Il a ajouté : « Je me suis rendu à l'entrepôt pour leur dire qu'ils n'avaient aucun droit sur les médicaments et que ceux-ci devraient être donnés aux gens et non pas revendus. Ils m'ont détenu et ont dit qu'ils me briseraient les deux jambes si jamais je revenais ».

Dans le quartier de Saïf al-Dawla, un chef qui meublait un nouveau QG pour son bataillon nouvellement formé s'est rendu dans une enceinte scolaire avec quelques-uns de ses hommes. En fin d'après-midi, un groupe de civils se tenait là, debout, regardant les hommes écumer l'école. Des images déchirées et brûlées d'Assad jonchaient le sol. Les bureaux et les chaises étaient retournés et cassés, et les fleurs en plastique et les projets des élèves étaient éparpillés.

Les hommes ont transporté quelques tables, sofas et chaises en dehors de l'école et les ont empilés au coin de la rue. Des ordinateurs et des moniteurs ont suivi.

Un combattant a enregistré le butin dans un gros carnet. « Nous le gardons en sécurité dans un entrepôt », dit-il.

Plus tard dans la semaine, j'ai vu les sofas et les ordinateurs de l'école bien installés dans le nouvel appartement du chef.

Sur les lignes de front du quartier Ameriya, au sud d'Alep, nous avons rencontré Abara et ses hommes.
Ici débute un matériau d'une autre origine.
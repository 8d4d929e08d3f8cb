use thiserror::Error;

/// Errors produced while parsing or evaluating schedules.
///
/// Day-set and time errors are shown to the user as-is when they come from
/// command input. From stored rows they mean the record is corrupt.
#[derive(Debug, Clone, PartialEq, Eq, Error)]
pub enum ScheduleError {
    #[error("Invalid day: {0}. Use mon,tue,wed,thu,fri,sat,sun or 0-6.")]
    InvalidDayToken(String),
    #[error("Specify at least one day (e.g. mon,tue,wed or 0,1,2).")]
    EmptyDaySet,
    #[error("Unknown timezone: {0}")]
    UnknownTimezone(String),
    #[error("Invalid time '{0}'. Use HH:MM (e.g. 09:00).")]
    MalformedTimeOfDay(String),
}
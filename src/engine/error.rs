use ulid::Ulid;

use crate::model::Rect;

#[derive(Debug)]
pub enum EngineError {
    NotFound(Ulid),
    OutOfBounds(Rect),
    SpaceTaken(Ulid),
    NoSpace { width: i32, height: i32 },
    Invalid(&'static str),
    Timeout,
    StoreUnavailable(String),
}

impl EngineError {
    /// SQLSTATE reported to wire clients.
    pub fn sqlstate(&self) -> &'static str {
        match self {
            EngineError::NotFound(_) => "P0002",
            EngineError::SpaceTaken(_) => "23P01",
            EngineError::NoSpace { .. } => "53000",
            EngineError::OutOfBounds(_) => "22003",
            EngineError::Invalid(_) => "22023",
            EngineError::Timeout => "57014",
            EngineError::StoreUnavailable(_) => "58030",
        }
    }

    /// Short label for metrics.
    pub fn kind(&self) -> &'static str {
        match self {
            EngineError::NotFound(_) => "not_found",
            EngineError::SpaceTaken(_) => "space_taken",
            EngineError::NoSpace { .. } => "no_space",
            EngineError::OutOfBounds(_) => "out_of_bounds",
            EngineError::Invalid(_) => "invalid",
            EngineError::Timeout => "timeout",
            EngineError::StoreUnavailable(_) => "store_unavailable",
        }
    }
}

impl std::fmt::Display for EngineError {
    fn fmt(&self, f: &mut std::fmt::Formatter<'_>) -> std::fmt::Result {
        match self {
            EngineError::NotFound(id) => write!(f, "ad not found: {id}"),
            EngineError::OutOfBounds(rect) => {
                write!(f, "{rect} extends beyond the 1000x1000 canvas")
            }
            EngineError::SpaceTaken(id) => write!(f, "space already taken by ad {id}"),
            EngineError::NoSpace { width, height } => {
                write!(f, "no free {width}x{height} space on the wall")
            }
            EngineError::Invalid(msg) => write!(f, "invalid ad: {msg}"),
            EngineError::Timeout => write!(f, "timed out waiting for the wall write lock"),
            EngineError::StoreUnavailable(e) => write!(f, "store unavailable: {e}"),
        }
    }
}

impl std::error::Error for EngineError {}
use ulid::Ulid;

use crate::alloc;
use crate::model::*;

use super::Engine;

/// Outcome of an availability check.
#[derive(Debug, Clone, Copy, PartialEq, Eq)]
pub enum Availability {
    Available,
    OutOfBounds,
    /// Blocked by the given active ad.
    Occupied(Ulid),
}

impl Availability {
    pub fn is_available(&self) -> bool {
        matches!(self, Availability::Available)
    }

    pub fn reason(&self) -> &'static str {
        match self {
            Availability::Available => "Space is available",
            Availability::OutOfBounds => "Space extends beyond canvas boundaries",
            Availability::Occupied(_) => "Space is already occupied",
        }
    }
}

impl Engine {
    pub async fn check_availability(&self, rect: Rect) -> Availability {
        if !rect.within_canvas() {
            return Availability::OutOfBounds;
        }
        let guard = self.state.read().await;
        match guard.colliding(rect).next() {
            Some((id, _)) => Availability::Occupied(id),
            None => Availability::Available,
        }
    }

    /// Where `reserve_auto` would place a `width × height` ad right now.
    pub async fn find_position(&self, width: i32, height: i32) -> Option<Position> {
        let guard = self.state.read().await;
        alloc::find_slot(width, height, &*guard)
    }

    /// Any ad ever created, removed ones included.
    pub async fn get_ad(&self, id: &Ulid) -> Option<Ad> {
        self.state.read().await.get(id).cloned()
    }

    /// Active ads, newest first.
    pub async fn list_active(&self) -> Vec<Ad> {
        let guard = self.state.read().await;
        let mut ads: Vec<Ad> = guard.active_ads().cloned().collect();
        ads.sort_by(|a, b| b.id.cmp(&a.id));
        ads
    }

    pub async fn stats(&self) -> Stats {
        let guard = self.state.read().await;
        alloc::aggregate(guard.active_ads())
    }
}
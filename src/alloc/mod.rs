//! Pure geometry over a snapshot of occupied rectangles.
//!
//! Nothing here locks, allocates ids or touches storage; the reservation
//! service supplies the snapshot and decides what to commit.

mod placement;
mod stats;

pub use placement::find_slot;
pub use stats::aggregate;

use crate::model::{Rect, WallState};

/// Source of occupied rectangles.
///
/// `overlapping` must yield every occupied rectangle that has positive-area
/// intersection with `query`, and nothing else. A flat slice scans linearly;
/// an indexed implementation only has to honour the same contract.
pub trait Occupancy {
    fn overlapping(&self, query: Rect) -> impl Iterator<Item = &Rect>;
}

impl Occupancy for [Rect] {
    fn overlapping(&self, query: Rect) -> impl Iterator<Item = &Rect> {
        self.iter().filter(move |r| r.overlaps(&query))
    }
}

impl Occupancy for Vec<Rect> {
    fn overlapping(&self, query: Rect) -> impl Iterator<Item = &Rect> {
        self.as_slice().overlapping(query)
    }
}

impl Occupancy for WallState {
    fn overlapping(&self, query: Rect) -> impl Iterator<Item = &Rect> {
        self.colliding(query).map(|(_, r)| r)
    }
}

/// True iff `candidate` lies on the canvas and overlaps nothing in `occupied`.
pub fn is_available<O: Occupancy + ?Sized>(candidate: &Rect, occupied: &O) -> bool {
    candidate.within_canvas() && occupied.overlapping(*candidate).next().is_none()
}
use std::net::SocketAddr;

use crate::model::Stats;
use crate::sql::Command;

// ── RED metrics (request-driven) ────────────────────────────────

/// Counter: total queries executed. Labels: command, status.
pub const QUERIES_TOTAL: &str = "pixelwall_queries_total";

/// Histogram: query latency in seconds. Labels: command.
pub const QUERY_DURATION_SECONDS: &str = "pixelwall_query_duration_seconds";

/// Counter: reservation attempts. Labels: mode (auto/explicit), outcome.
pub const RESERVATIONS_TOTAL: &str = "pixelwall_reservations_total";

// ── USE metrics (resource utilization) ──────────────────────────

/// Gauge: active TCP connections.
pub const CONNECTIONS_ACTIVE: &str = "pixelwall_connections_active";

/// Counter: total connections accepted.
pub const CONNECTIONS_TOTAL: &str = "pixelwall_connections_total";

/// Counter: connections rejected due to limit.
pub const CONNECTIONS_REJECTED_TOTAL: &str = "pixelwall_connections_rejected_total";

/// Counter: startup/auth failures.
pub const AUTH_FAILURES_TOTAL: &str = "pixelwall_auth_failures_total";

/// Histogram: time spent waiting for the wall write lock, in seconds.
pub const LOCK_WAIT_SECONDS: &str = "pixelwall_lock_wait_seconds";

/// Counter: writers that gave up waiting for the wall write lock.
pub const LOCK_TIMEOUTS_TOTAL: &str = "pixelwall_lock_timeouts_total";

/// Counter: WAL appends retried after a failure.
pub const COMMIT_RETRIES_TOTAL: &str = "pixelwall_commit_retries_total";

/// Gauge: units of area covered by active ads.
pub const OCCUPIED_PIXELS: &str = "pixelwall_occupied_pixels";

/// Gauge: number of active ads.
pub const ACTIVE_ADS: &str = "pixelwall_active_ads";

/// Histogram: WAL group-commit flush duration in seconds.
pub const WAL_FLUSH_DURATION_SECONDS: &str = "pixelwall_wal_flush_duration_seconds";

/// Histogram: WAL group-commit batch size (events per flush).
pub const WAL_FLUSH_BATCH_SIZE: &str = "pixelwall_wal_flush_batch_size";

/// Install Prometheus metrics exporter on the given port. No-op if port is None.
pub fn init(port: Option<u16>) -> Result<(), Box<dyn std::error::Error>> {
    let Some(port) = port else { return Ok(()) };
    let addr: SocketAddr = ([0, 0, 0, 0], port).into();
    metrics_exporter_prometheus::PrometheusBuilder::new()
        .with_http_listener(addr)
        .install()?;
    tracing::info!("metrics endpoint: http://0.0.0.0:{port}/metrics");
    Ok(())
}

pub fn record_occupancy(stats: &Stats) {
    metrics::gauge!(OCCUPIED_PIXELS).set(stats.occupied_pixels as f64);
    metrics::gauge!(ACTIVE_ADS).set(stats.total_ads as f64);
}

/// Map a Command variant to a short label for metrics.
pub fn command_label(cmd: &Command) -> &'static str {
    match cmd {
        Command::InsertAd { .. } => "insert_ad",
        Command::UpdateAd { .. } => "update_ad",
        Command::DeleteAd { .. } => "delete_ad",
        Command::SelectAds { .. } => "select_ads",
        Command::SelectAvailability { .. } => "select_availability",
        Command::SelectPosition { .. } => "select_position",
        Command::SelectStats => "select_stats",
    }
}
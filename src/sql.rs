use std::collections::HashMap;
use std::ops::ControlFlow;

use sqlparser::ast::{
    self, AssignmentTarget, Expr, FromTable, ObjectNamePart, SetExpr, Statement, TableFactor, TableObject, Value,
    ValueWithSpan,
};
use sqlparser::dialect::PostgreSqlDialect;
use sqlparser::parser::Parser;
use ulid::Ulid;

use crate::model::*;

/// Where a new ad goes.
#[derive(Debug, PartialEq)]
pub enum Placement {
    /// First free slot in raster order.
    Auto { width: i32, height: i32 },
    At(Rect),
}

/// Parsed command from SQL input.
#[derive(Debug, PartialEq)]
pub enum Command {
    InsertAd { placement: Placement, payload: AdPayload },
    UpdateAd { id: Ulid, update: AdUpdate },
    DeleteAd { id: Ulid },
    SelectAds { id: Option<Ulid> },
    SelectAvailability { rect: Rect },
    SelectPosition { width: i32, height: i32 },
    SelectStats,
}

/// Shape of the rows a statement produces, known without binding parameters.
#[derive(Debug, Clone, Copy, PartialEq, Eq)]
pub enum ResultKind {
    Ads,
    Availability,
    Position,
    Stats,
    /// Command tag only.
    None,
}

/// Parse `sql`, binding `$n` placeholders to `params[n - 1]` in the syntax
/// tree. Parameter text never passes back through the SQL parser.
pub fn parse_sql(sql: &str, params: &[Option<String>]) -> Result<Command, SqlError> {
    let mut stmt = parse_first(sql)?;
    bind_params(&mut stmt, params)?;

    match &stmt {
        Statement::Insert(insert) => parse_insert(insert),
        Statement::Update {
            table,
            assignments,
            selection,
            ..
        } => parse_update(&table.relation, assignments, selection),
        Statement::Delete(delete) => parse_delete(delete),
        Statement::Query(query) => parse_select(query),
        other => Err(SqlError::Unsupported(format!("{other}"))),
    }
}
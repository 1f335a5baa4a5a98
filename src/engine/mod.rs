//! Reservation service: the single-writer scope around the wall.
//!
//! Writers hold the owned write guard across load, decide and commit, so two
//! reservations can never both see the same free space.

mod conflict;
mod error;
mod log;
mod mutations;
mod queries;

pub use error::EngineError;
pub use log::{EventLog, WalLog};
pub use queries::Availability;

use std::io;
use std::path::Path;
use std::sync::atomic::{AtomicBool, Ordering};
use std::sync::Arc;
use std::time::{Duration, Instant};

use tokio::sync::{OwnedRwLockWriteGuard, RwLock};
use tracing::{error, info, warn};

use crate::alloc;
use crate::limits::{COMMIT_BACKOFF_MS, MAX_COMMIT_RETRIES};
use crate::model::*;
use crate::observability::{self, COMMIT_RETRIES_TOTAL, LOCK_TIMEOUTS_TOTAL, LOCK_WAIT_SECONDS};

pub type SharedWallState = Arc<RwLock<WallState>>;

pub struct Engine {
    state: SharedWallState,
    log: Arc<dyn EventLog>,
    lock_timeout: Option<Duration>,
    /// Set when an append failed for good and the log could not be rewritten
    /// afterwards. Writers are refused until a rewrite succeeds.
    poisoned: Arc<AtomicBool>,
}

impl Engine {
    /// Open the WAL at `wal_path`, rebuild the wall from it and start the writer.
    pub fn open(wal_path: &Path) -> io::Result<Self> {
        let (log, events) = WalLog::open(wal_path)?;
        Ok(Self::with_log(Arc::new(log), &events))
    }

    /// Build an engine over any log, replaying `events` into a fresh wall.
    pub fn with_log(log: Arc<dyn EventLog>, events: &[Event]) -> Self {
        let mut wall = WallState::new();
        for event in events {
            wall.apply(event);
        }
        observability::record_occupancy(&alloc::aggregate(wall.ads()));
        Self {
            state: Arc::new(RwLock::new(wall)),
            log,
            lock_timeout: None,
            poisoned: Arc::new(AtomicBool::new(false)),
        }
    }

    /// Writers that wait longer than `timeout` for the write scope fail with `Timeout`.
    pub fn with_lock_timeout(mut self, timeout: Duration) -> Self {
        self.lock_timeout = Some(timeout);
        self
    }

    async fn acquire_write(&self) -> Result<OwnedRwLockWriteGuard<WallState>, EngineError> {
        let start = Instant::now();
        let lock = self.state.clone().write_owned();
        let guard = match self.lock_timeout {
            Some(timeout) => tokio::time::timeout(timeout, lock).await.map_err(|_| {
                metrics::counter!(LOCK_TIMEOUTS_TOTAL).increment(1);
                EngineError::Timeout
            })?,
            None => lock.await,
        };
        metrics::histogram!(LOCK_WAIT_SECONDS).record(start.elapsed().as_secs_f64());

        if self.poisoned.load(Ordering::SeqCst) && !reconcile(self.log.as_ref(), &guard, &self.poisoned).await {
            return Err(EngineError::StoreUnavailable("event log awaiting rewrite after a failed append".into()));
        }
        Ok(guard)
    }

    /// Make `event` durable, then apply it. Runs on its own task holding the
    /// write guard, so a caller dropped mid-commit cannot split the log from
    /// the in-memory wall. Hands the guard back for reading the result.
    ///
    /// An append that fails for good may still have reached the log, so the
    /// log is rewritten from the wall before the guard is released.
    async fn commit(
        &self,
        mut guard: OwnedRwLockWriteGuard<WallState>,
        event: Event,
    ) -> Result<OwnedRwLockWriteGuard<WallState>, EngineError> {
        let log = self.log.clone();
        let poisoned = self.poisoned.clone();
        tokio::spawn(async move {
            if let Err(e) = append_with_retry(log.as_ref(), &event).await {
                reconcile(log.as_ref(), &guard, &poisoned).await;
                return Err(e);
            }
            guard.apply(&event);
            observability::record_occupancy(&alloc::aggregate(guard.active_ads()));
            Ok(guard)
        })
        .await
        .map_err(|e| EngineError::StoreUnavailable(format!("commit task failed: {e}")))?
    }
}

/// Rewrite the log from `wall`, dropping anything a failed append left
/// behind. Returns whether the log is trustworthy again.
async fn reconcile(log: &dyn EventLog, wall: &WallState, poisoned: &AtomicBool) -> bool {
    match log.compact(mutations::snapshot_events(wall)).await {
        Ok(()) => {
            poisoned.store(false, Ordering::SeqCst);
            info!("event log rewritten from {} ads", wall.ads().count());
            true
        }
        Err(e) => {
            poisoned.store(true, Ordering::SeqCst);
            error!("event log rewrite failed, refusing writes: {e}");
            false
        }
    }
}

async fn append_with_retry(log: &dyn EventLog, event: &Event) -> Result<(), EngineError> {
    let mut attempt: u32 = 0;
    loop {
        match log.append(event).await {
            Ok(()) => return Ok(()),
            Err(e) if attempt < MAX_COMMIT_RETRIES => {
                let backoff = COMMIT_BACKOFF_MS[(attempt as usize).min(COMMIT_BACKOFF_MS.len() - 1)];
                warn!(
                    "WAL append for ad {} failed (attempt {}): {e}; retrying in {backoff}ms",
                    event.ad_id(),
                    attempt + 1
                );
                metrics::counter!(COMMIT_RETRIES_TOTAL).increment(1);
                tokio::time::sleep(Duration::from_millis(backoff)).await;
                attempt += 1;
            }
            Err(e) => return Err(EngineError::StoreUnavailable(e.to_string())),
        }
    }
}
Abara est jeune et petit, à peine plus de vingt ans, avec les cheveux clairs et quelques taches de rousseur sur le visage. Il avait déserté l'armée un an auparavant. Nous nous étions rencontrés une première fois trois mois plus tôt lorsqu'il conduisait ses hommes dans les ruelles de Salahuddin, et beaucoup de ses combattants ont été tué ou estropiés depuis.

Maintenant il était assis avec les survivants sur un sol de béton froid dans un immeuble abandonné, à un pâté de maisons des troupes gouvernementales. Entre les hommes se trouvaient une jarre d'olives vertes graisseuses, un sac de pain, une assiette d'huile d'olive et un peu de thym. « C'est bien pire maintenant », dit Abara de la guerre. « A présent, les chefs cherchent du cuivre et du blé au lieu de libérer la ville ».

Il ajouta : « Le problème lorsque les gens cessent de combattre est qu'après avoir libéré une zone, ils ont besoin de ressources et de munitions et commencent donc à piller les propriétés du gouvernement. Lorsqu'ils ont fini, ils se tournent vers le pillage d'autres propriétés et deviennent des voleurs ».

L'espace physique qui le sépare en ce moment de la ligne de front du gouvernement est constitué d'une série d'immeubles en ruines où les snipers des deux camps tirent sur tout ce qui bouge, ou preqsue !

« Quand l'armée nous a attaqués la semaine dernière, l'unité qui se trouvait ici a abandonné son poste et battu en retraite », a-t-il dit.

Maintenant, pour reconquérir le territoire perdu, il a dit qu'il devrait se battre maison après maison. « Pourquoi le ferais-je lorsque les autres pillent ? »

Il a ajouté avec lassitude : « Un jour, lorsque la guerre contre Bachar sera terminée, une autre guerre commencera contre les pillards et les voleurs.